Let’s agree that the computers produce a logical output 0 or 1 and that logical 1 means a “correct” output.
(a) Build a truth table for the voting system
A / B / C
0 / 0 / 0
0 / 0 / 1
0 / 1 / 0
0 / 1 / 1
1 / 0 / 0
1 / 0 / 1
1 / 1 / 0
1 / 1 / 1
(b) Construct mini-terms for each line of the table where the output is 1. You should find 4 such mini-terms.

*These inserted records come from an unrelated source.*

//! The attribute table behind the standard dictionary.
//!
//! A curated selection of the standard attributes:
//! the whole file meta group,
//! the common patient/study/series/instance module attributes,
//! the image pixel module (with its context-dependent VRs),
//! the repeating overlay group,
//! and the pixel data attributes.

use dcmio_core::dictionary::TagRange::*;
use dcmio_core::dictionary::VirtualVr::{Exact, Ox, Xs};
use dcmio_core::dictionary::DictionaryEntry;
use dcmio_core::{Tag, VR};

type E = DictionaryEntry;

const fn single(group: u16, elem: u16, alias: &'static str, vr: VR) -> E {
    E {
        tag: Single(Tag(group, elem)),
        alias,
        vr: Exact(vr),
    }
}

#[rustfmt::skip]
pub const ENTRIES: &[E] = &[
    single(0x0000, 0x0000, "CommandGroupLength", VR::UL),
    single(0x0002, 0x0000, "FileMetaInformationGroupLength", VR::UL),
    single(0x0002, 0x0001, "FileMetaInformationVersion", VR::OB),
    single(0x0002, 0x0002, "MediaStorageSOPClassUID", VR::UI),
    single(0x0002, 0x0003, "MediaStorageSOPInstanceUID", VR::UI),
    single(0x0002, 0x0010, "TransferSyntaxUID", VR::UI),
    single(0x0002, 0x0012, "ImplementationClassUID", VR::UI),
    single(0x0002, 0x0013, "ImplementationVersionName", VR::SH),
    single(0x0002, 0x0016, "SourceApplicationEntityTitle", VR::AE),
    single(0x0002, 0x0100, "PrivateInformationCreatorUID", VR::UI),
    single(0x0002, 0x0102, "PrivateInformation", VR::OB),
    single(0x0008, 0x0005, "SpecificCharacterSet", VR::CS),
    single(0x0008, 0x0008, "ImageType", VR::CS),
    single(0x0008, 0x0012, "InstanceCreationDate", VR::DA),
    single(0x0008, 0x0013, "InstanceCreationTime", VR::TM),
    single(0x0008, 0x0016, "SOPClassUID", VR::UI),
    single(0x0008, 0x0018, "SOPInstanceUID", VR::UI),
    single(0x0008, 0x0020, "StudyDate", VR::DA),
    single(0x0008, 0x0021, "SeriesDate", VR::DA),
    single(0x0008, 0x0022, "AcquisitionDate", VR::DA),
    single(0x0008, 0x0023, "ContentDate", VR::DA),
    single(0x0008, 0x002A, "AcquisitionDateTime", VR::DT),
    single(0x0008, 0x0030, "StudyTime", VR::TM),
    single(0x0008, 0x0031, "SeriesTime", VR::TM),
    single(0x0008, 0x0032, "AcquisitionTime", VR::TM),
    single(0x0008, 0x0033, "ContentTime", VR::TM),
    single(0x0008, 0x0050, "AccessionNumber", VR::SH),
    single(0x0008, 0x0060, "Modality", VR::CS),
    single(0x0008, 0x0064, "ConversionType", VR::CS),
    single(0x0008, 0x0070, "Manufacturer", VR::LO),
    single(0x0008, 0x0080, "InstitutionName", VR::LO),
    single(0x0008, 0x0081, "InstitutionAddress", VR::ST),
    single(0x0008, 0x0090, "ReferringPhysicianName", VR::PN),
    single(0x0008, 0x1010, "StationName", VR::SH),
    single(0x0008, 0x1030, "StudyDescription", VR::LO),
    single(0x0008, 0x1032, "ProcedureCodeSequence", VR::SQ),
    single(0x0008, 0x103E, "SeriesDescription", VR::LO),
    single(0x0008, 0x1040, "InstitutionalDepartmentName", VR::LO),
    single(0x0008, 0x1050, "PerformingPhysicianName", VR::PN),
    single(0x0008, 0x1070, "OperatorsName", VR::PN),
    single(0x0008, 0x1090, "ManufacturerModelName", VR::LO),
    single(0x0008, 0x1110, "ReferencedStudySequence", VR::SQ),
    single(0x0008, 0x1115, "ReferencedSeriesSequence", VR::SQ),
    single(0x0008, 0x1140, "ReferencedImageSequence", VR::SQ),
    single(0x0008, 0x1150, "ReferencedSOPClassUID", VR::UI),
    single(0x0008, 0x1155, "ReferencedSOPInstanceUID", VR::UI),
    single(0x0008, 0x2111, "DerivationDescription", VR::ST),
    single(0x0008, 0x2112, "SourceImageSequence", VR::SQ),
    single(0x0008, 0x2218, "AnatomicRegionSequence", VR::SQ),
    single(0x0008, 0x9215, "DerivationCodeSequence", VR::SQ),
    single(0x0010, 0x0010, "PatientName", VR::PN),
    single(0x0010, 0x0020, "PatientID", VR::LO),
    single(0x0010, 0x0021, "IssuerOfPatientID", VR::LO),
    single(0x0010, 0x0030, "PatientBirthDate", VR::DA),
    single(0x0010, 0x0032, "PatientBirthTime", VR::TM),
    single(0x0010, 0x0040, "PatientSex", VR::CS),
    single(0x0010, 0x1010, "PatientAge", VR::AS),
    single(0x0010, 0x1020, "PatientSize", VR::DS),
    single(0x0010, 0x1030, "PatientWeight", VR::DS),
    single(0x0010, 0x2160, "EthnicGroup", VR::SH),
    single(0x0010, 0x21B0, "AdditionalPatientHistory", VR::LT),
    single(0x0010, 0x4000, "PatientComments", VR::LT),
    single(0x0018, 0x0015, "BodyPartExamined", VR::CS),
    single(0x0018, 0x0020, "ScanningSequence", VR::CS),
    single(0x0018, 0x0021, "SequenceVariant", VR::CS),
    single(0x0018, 0x0022, "ScanOptions", VR::CS),
    single(0x0018, 0x0050, "SliceThickness", VR::DS),
    single(0x0018, 0x0060, "KVP", VR::DS),
    single(0x0018, 0x0080, "RepetitionTime", VR::DS),
    single(0x0018, 0x0081, "EchoTime", VR::DS),
    single(0x0018, 0x0082, "InversionTime", VR::DS),
    single(0x0018, 0x0083, "NumberOfAverages", VR::DS),
    single(0x0018, 0x0086, "EchoNumbers", VR::IS),
    single(0x0018, 0x0087, "MagneticFieldStrength", VR::DS),
    single(0x0018, 0x0088, "SpacingBetweenSlices", VR::DS),
    single(0x0018, 0x1000, "DeviceSerialNumber", VR::LO),
    single(0x0018, 0x1020, "SoftwareVersions", VR::LO),
    single(0x0018, 0x1030, "ProtocolName", VR::LO),
    single(0x0018, 0x1063, "FrameTime", VR::DS),
    single(0x0018, 0x1151, "XRayTubeCurrent", VR::IS),
    single(0x0018, 0x1152, "Exposure", VR::IS),
    single(0x0018, 0x5100, "PatientPosition", VR::CS),
    single(0x0020, 0x000D, "StudyInstanceUID", VR::UI),
    single(0x0020, 0x000E, "SeriesInstanceUID", VR::UI),
    single(0x0020, 0x0010, "StudyID", VR::SH),
    single(0x0020, 0x0011, "SeriesNumber", VR::IS),
    single(0x0020, 0x0012, "AcquisitionNumber", VR::IS),
    single(0x0020, 0x0013, "InstanceNumber", VR::IS),
    single(0x0020, 0x0032, "ImagePositionPatient", VR::DS),
    single(0x0020, 0x0037, "ImageOrientationPatient", VR::DS),
    single(0x0020, 0x0052, "FrameOfReferenceUID", VR::UI),
    single(0x0020, 0x0060, "Laterality", VR::CS),
    single(0x0020, 0x1040, "PositionReferenceIndicator", VR::LO),
    single(0x0020, 0x1041, "SliceLocation", VR::DS),
    single(0x0020, 0x4000, "ImageComments", VR::LT),
    single(0x0028, 0x0002, "SamplesPerPixel", VR::US),
    single(0x0028, 0x0004, "PhotometricInterpretation", VR::CS),
    single(0x0028, 0x0006, "PlanarConfiguration", VR::US),
    single(0x0028, 0x0008, "NumberOfFrames", VR::IS),
    single(0x0028, 0x0009, "FrameIncrementPointer", VR::AT),
    single(0x0028, 0x0010, "Rows", VR::US),
    single(0x0028, 0x0011, "Columns", VR::US),
    single(0x0028, 0x0030, "PixelSpacing", VR::DS),
    single(0x0028, 0x0034, "PixelAspectRatio", VR::IS),
    single(0x0028, 0x0100, "BitsAllocated", VR::US),
    single(0x0028, 0x0101, "BitsStored", VR::US),
    single(0x0028, 0x0102, "HighBit", VR::US),
    single(0x0028, 0x0103, "PixelRepresentation", VR::US),
    E { tag: Single(Tag(0x0028, 0x0106)), alias: "SmallestImagePixelValue", vr: Xs },
    E { tag: Single(Tag(0x0028, 0x0107)), alias: "LargestImagePixelValue", vr: Xs },
    E { tag: Single(Tag(0x0028, 0x0120)), alias: "PixelPaddingValue", vr: Xs },
    single(0x0028, 0x1050, "WindowCenter", VR::DS),
    single(0x0028, 0x1051, "WindowWidth", VR::DS),
    single(0x0028, 0x1052, "RescaleIntercept", VR::DS),
    single(0x0028, 0x1053, "RescaleSlope", VR::DS),
    single(0x0028, 0x1054, "RescaleType", VR::LO),
    single(0x0028, 0x1055, "WindowCenterWidthExplanation", VR::LO),
    E { tag: Single(Tag(0x0028, 0x1101)), alias: "RedPaletteColorLookupTableDescriptor", vr: Xs },
    E { tag: Single(Tag(0x0028, 0x1102)), alias: "GreenPaletteColorLookupTableDescriptor", vr: Xs },
    E { tag: Single(Tag(0x0028, 0x1103)), alias: "BluePaletteColorLookupTableDescriptor", vr: Xs },
    single(0x0028, 0x1201, "RedPaletteColorLookupTableData", VR::OW),
    single(0x0028, 0x1202, "GreenPaletteColorLookupTableData", VR::OW),
    single(0x0028, 0x1203, "BluePaletteColorLookupTableData", VR::OW),
    single(0x0028, 0x2110, "LossyImageCompression", VR::CS),
    single(0x0028, 0x2112, "LossyImageCompressionRatio", VR::DS),
    single(0x0032, 0x1060, "RequestedProcedureDescription", VR::LO),
    single(0x0040, 0x0244, "PerformedProcedureStepStartDate", VR::DA),
    single(0x0040, 0x0245, "PerformedProcedureStepStartTime", VR::TM),
    single(0x0040, 0x0253, "PerformedProcedureStepID", VR::SH),
    single(0x0040, 0x0254, "PerformedProcedureStepDescription", VR::LO),
    single(0x0040, 0x0275, "RequestAttributesSequence", VR::SQ),
    single(0x0040, 0xA730, "ContentSequence", VR::SQ),
    single(0x5200, 0x9229, "SharedFunctionalGroupsSequence", VR::SQ),
    single(0x5200, 0x9230, "PerFrameFunctionalGroupsSequence", VR::SQ),
    E { tag: Group100(Tag(0x6000, 0x0010)), alias: "OverlayRows", vr: Exact(VR::US) },
    E { tag: Group100(Tag(0x6000, 0x0011)), alias: "OverlayColumns", vr: Exact(VR::US) },
    E { tag: Group100(Tag(0x6000, 0x0040)), alias: "OverlayType", vr: Exact(VR::CS) },
    E { tag: Group100(Tag(0x6000, 0x0050)), alias: "OverlayOrigin", vr: Exact(VR::SS) },
    E { tag: Group100(Tag(0x6000, 0x0100)), alias: "OverlayBitsAllocated", vr: Exact(VR::US) },
    E { tag: Group100(Tag(0x6000, 0x0102)), alias: "OverlayBitPosition", vr: Exact(VR::US) },
    E { tag: Group100(Tag(0x6000, 0x3000)), alias: "OverlayData", vr: Ox },
    single(0x7FE0, 0x0008, "FloatPixelData", VR::OF),
    single(0x7FE0, 0x0009, "DoubleFloatPixelData", VR::OD),
    E { tag: Single(Tag(0x7FE0, 0x0010)), alias: "PixelData", vr: Ox },
    single(0xFFFC, 0xFFFC, "DataSetTrailingPadding", VR::OB),
];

(c) Combine the mini-terms to produce a Boolean expression for the voting system
A6 / Three Input Problems
Repeat the above for the following system. The light is on in three cases: When A is pressed and B is not pressed, or when A is not pressed and B is not pressed, or when C is pressed but B is not pressed
A7 / Repeat the above for the following system. The light is on in three cases: When A is pressed and B is pressed but C is not pressed, or when A is pressed but both B and C are not pressed, or when both A and B are pressed but C is not pressed.
Original Material. Find a system of your choice with three or more inputs and apply the above procedure to generating a Boolean expression. You could think of a home security system looking at doors and pressure pads etc., or else a system in your car.